Despite Trump declaring the midterms are “a referendum about me,” as he did last week at a Mississippi rally, the 2nd District’s congressional candidates haven’t taken up the banner either for or against him.


“Poliquin has been careful not to stick with national Republican leadership on some issues, such as trade,” Melcher said, and “he has been savvy on those kinds of votes for his district.”

“It would be difficult to paint him as a Trump puppet,” he said.

“Democrats have tried to counter this by saying that he is evasive – not the straight shooter they say Golden is,” Melcher said.

Fried said it’s telling that neither Golden nor Poliquin talks about Trump much, an indication the president remains popular in the district but not so popular that his influence can propel the Republican to victory.


Trump is likely also left out by both sides because the president “is so polarizing,” Trautman said. “There’s no middle ground” with him, he said, so candidates are wary of talking about him.


Fried said she thinks Trump has probably declined a little since 2016 in terms of his favorability in the district, probably because “people don’t like the upheaval and the level of chaos” the president creates.

Distaste for what’s happening in Washington, Fried said, may work in Golden’s favor as voters look for “more of a fresh face” to try to bring a more bipartisan approach – an idea Golden may be promoting with his recent ad that shows him drinking beer with Republican state Sen. Tom Saviello, a supporter.

Brendan Conley, a spokesman for Poliquin, dismissed Fried as “a liberal activist” who uses her spare time to attack the congressman. “Her analysis is hardly objective,” he said.

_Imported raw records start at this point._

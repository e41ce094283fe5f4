use crate::audio_data::{CitySonicAudioData, Downmix, LoadOptions, load_audio_file};
use crate::config::{CitySonicWorldDesc, StreamIoMode};
use crate::error::{CitySonicError, Result, lock};
use crate::events::{CitySonicEvent, RenderTimingEvent};
use crate::governor::{PerformanceStats, QualityTier};
use crate::math::{Pose, Vec3};
use crate::mixer::PeakLevels;
use crate::playback::{FadeEnvelope, PlayState};
use crate::registry::{AudioSource, SourceId, SourceRegistry, SourceType};
use crate::renderer::{AudioRenderer, SharedState};
use crate::reverb::{ReverbZone, ZoneId};
use crate::ring::{FrameConsumer, RingMonitor};
use crate::scene::OcclusionQuery;
use crate::spatial::Listener;
use crate::streaming::{
    LoaderThread, StreamFormat, StreamId, StreamLoader, StreamReader, StreamState,
    StreamingLayer,
};
use crossbeam_channel::{Receiver, Sender};
use std::path::Path;
use std::sync::atomic::Ordering;
use std::sync::{Arc, MutexGuard};

/// Main world object that manages 3D audio sources, streams and the listener.
///
/// `CitySonicWorld` is the central API for CitySonic. It is owned by the game thread
/// and replaces any notion of a global audio system: everything the engine knows
/// lives here and is torn down when the world is dropped.
///
/// # Architecture
///
/// - **Game thread**: owns the `CitySonicWorld`, creates and moves sources, drives
///   streams, polls events
/// - **Mixing task**: renders blocks into the output ring. Either a
///   [`CitySonicEngine`](crate::CitySonicEngine) thread, or the caller through
///   [`render_block`](Self::render_block)
/// - **Device callback**: drains the ring. Never touches the world
/// - **Stream I/O thread**: refills stream chunks off the real-time path (or
///   [`pump_stream_io`](Self::pump_stream_io) in [`StreamIoMode::Manual`])
///
/// Every world call takes at most one short lock, so it can only ever wait for the
/// part of a block that touches the same state.
pub struct CitySonicWorld {
    desc: CitySonicWorldDesc,
    shared: Arc<SharedState>,
    renderer: Option<AudioRenderer>,
    output: Option<FrameConsumer>,
    ring: RingMonitor,
    loader: Option<StreamLoader>,
    _loader_thread: Option<LoaderThread>,
    event_sender: Sender<CitySonicEvent>,
    event_receiver: Receiver<CitySonicEvent>,
    timing_receiver: Receiver<RenderTimingEvent>,
    hrtf_available: bool,
}
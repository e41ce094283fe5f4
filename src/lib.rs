//! Real-time spatial audio for large city simulations.
//!
//! A [`CitySonicWorld`] holds every sound source, stream and the listener. Each audio
//! block the renderer spatializes up to a few hundred sources (HRTF convolution or
//! stereo panning, distance attenuation, Doppler, occlusion), mixes them with the
//! streamed music and ambience, runs the zone reverb, limits the result and hands it
//! to the device through a lock-free ring. A performance governor watches render
//! time and steps the quality tier up or down to stay inside the block budget.
//!
//! Rendering can be driven by a [`CitySonicEngine`] (cpal output stream plus a
//! mixing thread) or synchronously with [`CitySonicWorld::render_block`].

pub mod audio_data;
pub mod config;
pub mod engine;
pub mod error;
pub mod events;
pub mod governor;
pub mod math;
pub mod mixer;
pub mod playback;
pub mod registry;
pub mod renderer;
pub mod reverb;
pub mod ring;
pub mod scene;
pub mod slots;
pub mod spatial;
pub mod streaming;
pub mod world;

pub use audio_data::CitySonicAudioData;
pub use config::CitySonicWorldDesc;
pub use engine::{CitySonicEngine, DeviceFormatRequest};
pub use error::{CitySonicError, Result};
pub use events::{CitySonicEvent, RenderTimingEvent};
pub use governor::{FormatNegotiator, PerformanceStats, QualityTier};
pub use math::{Pose, Quat, Vec3};
pub use mixer::PeakLevels;
pub use playback::PlayState;
pub use registry::{SourceId, SourceType};
pub use renderer::AudioRenderer;
pub use reverb::{ReverbZone, ReverbZoneType, ZoneId};
pub use scene::{AudioMaterial, MaterialTable, OcclusionQuery, RayHit, RayTracer};
pub use spatial::Listener;
pub use streaming::{StreamId, StreamReader, StreamState};
pub use world::CitySonicWorld;
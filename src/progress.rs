//! Progress-callback trait for conversion events.
//!
//! Inject an [`Arc<dyn ConversionProgressCallback>`] via
//! [`crate::convert::ConversionClient::with_progress`] to receive events while
//! a file is uploaded, converted and downloaded. The CLI uses it to drive a
//! spinner; a GUI would use it to show its loading indicator.
//!
//! # Example
//!
//! ```rust
//! use pdf_convertor::{ConversionProgressCallback, ConversionResult};
//! use std::sync::{Arc, atomic::{AtomicUsize, Ordering}};
//!
//! struct CountingCallback {
//!     completed: AtomicUsize,
//! }
//!
//! impl ConversionProgressCallback for CountingCallback {
//!     fn on_conversion_complete(&self, result: &ConversionResult) {
//!         self.completed.fetch_add(1, Ordering::SeqCst);
//!         eprintln!("converted → {}", result.filename);
//!     }
//! }
//!
//! let cb: Arc<dyn ConversionProgressCallback> =
//!     Arc::new(CountingCallback { completed: AtomicUsize::new(0) });
//! ```

use crate::config::TargetFormat;
use crate::error::ConversionError;
use crate::output::ConversionResult;
use std::path::Path;
use std::sync::Arc;

/// Called by the conversion client as an attempt progresses.
///
/// All methods have default no-op implementations so callers only override
/// what they care about.
pub trait ConversionProgressCallback: Send + Sync {
    /// Called just before the upload starts.
    ///
    /// # Arguments
    /// * `file_name`: display name of the uploaded PDF
    /// * `bytes`: upload size
    /// * `format`: requested output format
    fn on_upload_start(&self, file_name: &str, bytes: usize, format: TargetFormat) {
        let _ = (file_name, bytes, format);
    }

    /// Called once the service answered successfully.
    fn on_conversion_complete(&self, result: &ConversionResult) {
        let _ = result;
    }

    /// Called when the attempt failed, whatever the cause.
    fn on_conversion_error(&self, error: &ConversionError) {
        let _ = error;
    }

    /// Called after the converted artifact was written to disk.
    fn on_download_complete(&self, path: &Path, bytes: usize) {
        let _ = (path, bytes);
    }
}

/// A no-op implementation for callers that don't need progress events.
pub struct NoopProgressCallback;

impl ConversionProgressCallback for NoopProgressCallback {}

/// Convenience alias for the type held by the client.
pub type ProgressCallback = Arc<dyn ConversionProgressCallback>;
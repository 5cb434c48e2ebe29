//! CLI binary for pdf-convertor.
//!
//! A thin shim over the library crate: `inspect` and `render` drive the local
//! viewer, `convert` drives a session against the conversion service.

use anyhow::{Context, Result};
use clap::{Parser, Subcommand, ValueEnum};
use indicatif::{ProgressBar, ProgressStyle};
use pdf_convertor::engine::pdfium;
use pdf_convertor::render::{Frame, RenderStatus};
use pdf_convertor::{
    print_document, ClientConfig, ConversionClient, ConversionError, ConversionProgressCallback,
    ConversionResult, EngineConfig, PageRenderer, PreviewClient, ProgressCallback, RenderMode,
    RenderedPage, SelectedFile, Session, SystemPrintSurface, TargetFormat, ViewerAction,
    ViewerController,
};
use std::io::{self, Write};
use std::path::{Path, PathBuf};
use std::sync::Arc;
use std::time::{Duration, Instant};
use tracing_subscriber::EnvFilter;

// ── ANSI colour helpers (no extra deps) ──────────────────────────────────────

fn green(s: &str) -> String {
    format!("\x1b[32m{s}\x1b[0m")
}
fn red(s: &str) -> String {
    format!("\x1b[31m{s}\x1b[0m")
}
fn dim(s: &str) -> String {
    format!("\x1b[2m{s}\x1b[0m")
}
fn bold(s: &str) -> String {
    format!("\x1b[1m{s}\x1b[0m")
}
fn cyan(s: &str) -> String {
    format!("\x1b[36m{s}\x1b[0m")
}

// ── CLI progress callback using indicatif ────────────────────────────────────

/// Spinner shown while the service converts the upload.
struct CliProgressCallback {
    bar: ProgressBar,
    started: Instant,
}

impl CliProgressCallback {
    fn new() -> Arc<Self> {
        let bar = ProgressBar::new_spinner();
        let style = ProgressStyle::with_template("{spinner:.cyan} {prefix:.bold}  {msg}  ⏱ {elapsed}")
            .unwrap_or_else(|_| ProgressStyle::default_spinner())
            .tick_strings(&["⠋", "⠙", "⠹", "⠸", "⠼", "⠴", "⠦", "⠧", "⠇", "⠏", "⠿"]);
        bar.set_style(style);
        bar.set_prefix("Preparing");
        Arc::new(Self {
            bar,
            started: Instant::now(),
        })
    }
}

impl ConversionProgressCallback for CliProgressCallback {
    fn on_upload_start(&self, file_name: &str, bytes: usize, format: TargetFormat) {
        self.bar.set_prefix("Converting");
        self.bar.set_message(format!(
            "{file_name} → {}  {}",
            format.info().label,
            dim(&format!("{:.1} KB", bytes as f64 / 1024.0))
        ));
        self.bar.enable_steady_tick(Duration::from_millis(80));
    }

    fn on_conversion_complete(&self, result: &ConversionResult) {
        self.bar.finish_and_clear();
        eprintln!(
            "{} {} ready  {}",
            green("✔"),
            bold(&result.filename),
            dim(&format!("{:.1}s", self.started.elapsed().as_secs_f64()))
        );
    }

    fn on_conversion_error(&self, error: &ConversionError) {
        self.bar.finish_and_clear();
        eprintln!("{} {}", red("✘"), error.message);
    }

    fn on_download_complete(&self, path: &Path, bytes: usize) {
        eprintln!(
            "{} saved {}  {}",
            green("✔"),
            bold(&path.display().to_string()),
            dim(&format!("{bytes} bytes"))
        );
    }
}

const AFTER_HELP: &str = r#"EXAMPLES:
  # Page count and page sizes
  pdfconv inspect invoice.pdf

  # Render page 2 at 150% as PNG
  pdfconv render invoice.pdf --page 2 --scale 1.5 -o page2.png

  # Positioned text runs of page 1 as JSON
  pdfconv render invoice.pdf --mode text

  # Convert to Excel and save the result next to the input
  pdfconv convert invoice.pdf --format xlsx --download .

  # Convert and print the HTML preview to stdout
  pdfconv convert report.pdf --format docx --preview

ENVIRONMENT VARIABLES:
  PDFCONV_ENDPOINT        Conversion service base URL (default http://localhost:5000)
  PDFCONV_TIMEOUT         Conversion budget in seconds (default 60)
  PDFIUM_LIB_PATH         Path to libpdfium (file or directory); system library otherwise
"#;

Maisel said the district has grown gradually more conservative for years. Even when Democrats held the seat, he said, each succeeding representative was a bit less liberal than his predecessor.

While Poliquin is “very, very conservative,” Maisel said, it’s possible for a moderate such as Golden to win because he’s from the district, has credibility when it comes to guns because of his military background and speaks like “a person of the people.”

One thing’s for certain: Poliquin and Golden are going to be duking it out daily until the polls close.


And, then, given ranked-choice voting, they may well be waiting for days to find out who won.

If all goes according to plan, voters will be able to cast absentee ballots with their town clerks starting Tuesday, Oct. 9.